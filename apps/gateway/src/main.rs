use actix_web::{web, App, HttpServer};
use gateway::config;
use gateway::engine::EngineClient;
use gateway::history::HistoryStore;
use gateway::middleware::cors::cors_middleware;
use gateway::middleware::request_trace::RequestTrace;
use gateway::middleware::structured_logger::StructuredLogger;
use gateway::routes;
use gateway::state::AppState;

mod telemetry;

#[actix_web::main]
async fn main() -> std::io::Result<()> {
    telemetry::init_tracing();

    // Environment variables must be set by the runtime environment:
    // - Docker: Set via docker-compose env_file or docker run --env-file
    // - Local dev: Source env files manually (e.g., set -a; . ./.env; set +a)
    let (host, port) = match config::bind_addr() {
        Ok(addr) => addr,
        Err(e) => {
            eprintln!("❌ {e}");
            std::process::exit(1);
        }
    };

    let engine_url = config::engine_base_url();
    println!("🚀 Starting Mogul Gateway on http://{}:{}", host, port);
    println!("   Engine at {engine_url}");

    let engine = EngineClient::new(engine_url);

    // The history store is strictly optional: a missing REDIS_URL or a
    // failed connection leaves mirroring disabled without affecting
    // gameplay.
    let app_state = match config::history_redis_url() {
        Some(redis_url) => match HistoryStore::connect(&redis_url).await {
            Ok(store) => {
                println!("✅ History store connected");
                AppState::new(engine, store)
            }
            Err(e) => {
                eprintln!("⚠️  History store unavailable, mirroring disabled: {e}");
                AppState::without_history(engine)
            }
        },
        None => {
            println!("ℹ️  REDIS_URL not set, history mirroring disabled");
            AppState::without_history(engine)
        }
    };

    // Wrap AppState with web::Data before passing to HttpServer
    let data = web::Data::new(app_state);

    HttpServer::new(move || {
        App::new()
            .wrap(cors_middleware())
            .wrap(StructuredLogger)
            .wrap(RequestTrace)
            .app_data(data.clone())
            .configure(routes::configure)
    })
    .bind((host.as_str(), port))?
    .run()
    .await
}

• • • • • • •

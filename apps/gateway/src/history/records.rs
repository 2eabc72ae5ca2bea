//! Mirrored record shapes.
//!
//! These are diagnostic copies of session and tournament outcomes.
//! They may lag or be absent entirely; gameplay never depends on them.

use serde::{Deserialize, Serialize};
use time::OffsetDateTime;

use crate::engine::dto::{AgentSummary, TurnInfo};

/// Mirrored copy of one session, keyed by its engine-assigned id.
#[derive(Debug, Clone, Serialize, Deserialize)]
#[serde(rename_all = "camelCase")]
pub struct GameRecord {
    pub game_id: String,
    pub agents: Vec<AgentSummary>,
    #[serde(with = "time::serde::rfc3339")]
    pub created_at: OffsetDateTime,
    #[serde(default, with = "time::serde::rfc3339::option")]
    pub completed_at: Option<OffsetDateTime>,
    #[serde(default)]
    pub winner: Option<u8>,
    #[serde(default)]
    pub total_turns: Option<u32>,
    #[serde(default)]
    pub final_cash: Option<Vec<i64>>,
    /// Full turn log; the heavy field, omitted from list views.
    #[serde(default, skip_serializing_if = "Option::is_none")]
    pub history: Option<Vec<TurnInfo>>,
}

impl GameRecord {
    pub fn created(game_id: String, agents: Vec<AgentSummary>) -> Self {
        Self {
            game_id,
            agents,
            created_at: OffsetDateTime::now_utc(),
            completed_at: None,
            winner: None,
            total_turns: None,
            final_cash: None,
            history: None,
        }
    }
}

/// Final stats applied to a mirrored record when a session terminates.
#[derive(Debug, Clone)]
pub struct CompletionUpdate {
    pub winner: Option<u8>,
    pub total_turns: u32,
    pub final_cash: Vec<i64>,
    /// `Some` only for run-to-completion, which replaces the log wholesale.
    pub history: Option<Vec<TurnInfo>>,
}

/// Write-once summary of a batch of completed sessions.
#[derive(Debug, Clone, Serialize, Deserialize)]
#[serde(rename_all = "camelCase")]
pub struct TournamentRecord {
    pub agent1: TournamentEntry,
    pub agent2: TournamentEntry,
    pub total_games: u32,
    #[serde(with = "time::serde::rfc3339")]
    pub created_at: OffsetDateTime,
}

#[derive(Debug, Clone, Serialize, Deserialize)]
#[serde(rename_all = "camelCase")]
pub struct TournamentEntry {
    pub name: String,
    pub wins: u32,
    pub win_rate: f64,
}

• • • • • • •

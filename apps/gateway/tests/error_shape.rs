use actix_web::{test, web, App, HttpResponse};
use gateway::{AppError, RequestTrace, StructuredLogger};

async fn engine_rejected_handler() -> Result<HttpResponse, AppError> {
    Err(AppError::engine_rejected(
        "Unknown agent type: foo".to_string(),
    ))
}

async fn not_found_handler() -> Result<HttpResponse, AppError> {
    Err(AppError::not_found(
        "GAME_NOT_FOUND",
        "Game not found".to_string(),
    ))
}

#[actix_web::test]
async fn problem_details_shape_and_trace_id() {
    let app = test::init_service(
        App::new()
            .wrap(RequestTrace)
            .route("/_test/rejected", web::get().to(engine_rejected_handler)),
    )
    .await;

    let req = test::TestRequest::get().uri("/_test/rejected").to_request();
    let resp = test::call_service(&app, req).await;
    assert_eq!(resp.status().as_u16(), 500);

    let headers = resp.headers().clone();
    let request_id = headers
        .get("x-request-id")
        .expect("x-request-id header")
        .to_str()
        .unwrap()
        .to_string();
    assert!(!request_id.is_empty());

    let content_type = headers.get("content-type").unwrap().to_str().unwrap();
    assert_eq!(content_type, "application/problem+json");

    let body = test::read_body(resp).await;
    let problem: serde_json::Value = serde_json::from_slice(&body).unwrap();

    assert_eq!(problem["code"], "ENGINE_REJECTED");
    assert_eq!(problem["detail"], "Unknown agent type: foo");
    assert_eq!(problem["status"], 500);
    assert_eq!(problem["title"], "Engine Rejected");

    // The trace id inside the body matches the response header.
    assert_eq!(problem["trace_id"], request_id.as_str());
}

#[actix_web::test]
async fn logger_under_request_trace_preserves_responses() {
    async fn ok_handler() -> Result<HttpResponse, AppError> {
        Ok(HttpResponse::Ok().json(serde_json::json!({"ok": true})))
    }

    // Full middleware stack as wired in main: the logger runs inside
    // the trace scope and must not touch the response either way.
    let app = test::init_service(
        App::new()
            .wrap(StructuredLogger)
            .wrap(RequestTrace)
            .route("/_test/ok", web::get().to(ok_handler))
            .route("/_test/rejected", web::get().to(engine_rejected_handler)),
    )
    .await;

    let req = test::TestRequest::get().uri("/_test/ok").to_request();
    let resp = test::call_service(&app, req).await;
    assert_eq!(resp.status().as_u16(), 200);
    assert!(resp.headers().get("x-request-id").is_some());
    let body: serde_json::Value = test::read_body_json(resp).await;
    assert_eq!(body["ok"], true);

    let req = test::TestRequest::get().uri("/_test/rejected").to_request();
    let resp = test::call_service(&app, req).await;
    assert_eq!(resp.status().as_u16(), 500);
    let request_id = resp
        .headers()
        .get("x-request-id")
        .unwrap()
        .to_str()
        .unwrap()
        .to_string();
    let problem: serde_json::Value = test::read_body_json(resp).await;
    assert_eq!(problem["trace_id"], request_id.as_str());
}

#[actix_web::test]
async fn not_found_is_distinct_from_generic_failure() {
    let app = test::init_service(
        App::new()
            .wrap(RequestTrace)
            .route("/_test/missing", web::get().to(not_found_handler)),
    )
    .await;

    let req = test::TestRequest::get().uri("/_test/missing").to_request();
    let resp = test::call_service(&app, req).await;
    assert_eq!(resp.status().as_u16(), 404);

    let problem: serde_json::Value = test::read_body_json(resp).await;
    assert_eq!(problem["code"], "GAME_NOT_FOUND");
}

• • • • • • •

Scan the listing above and work out how many of its lines contain the word "eprintln". Report only that number.

2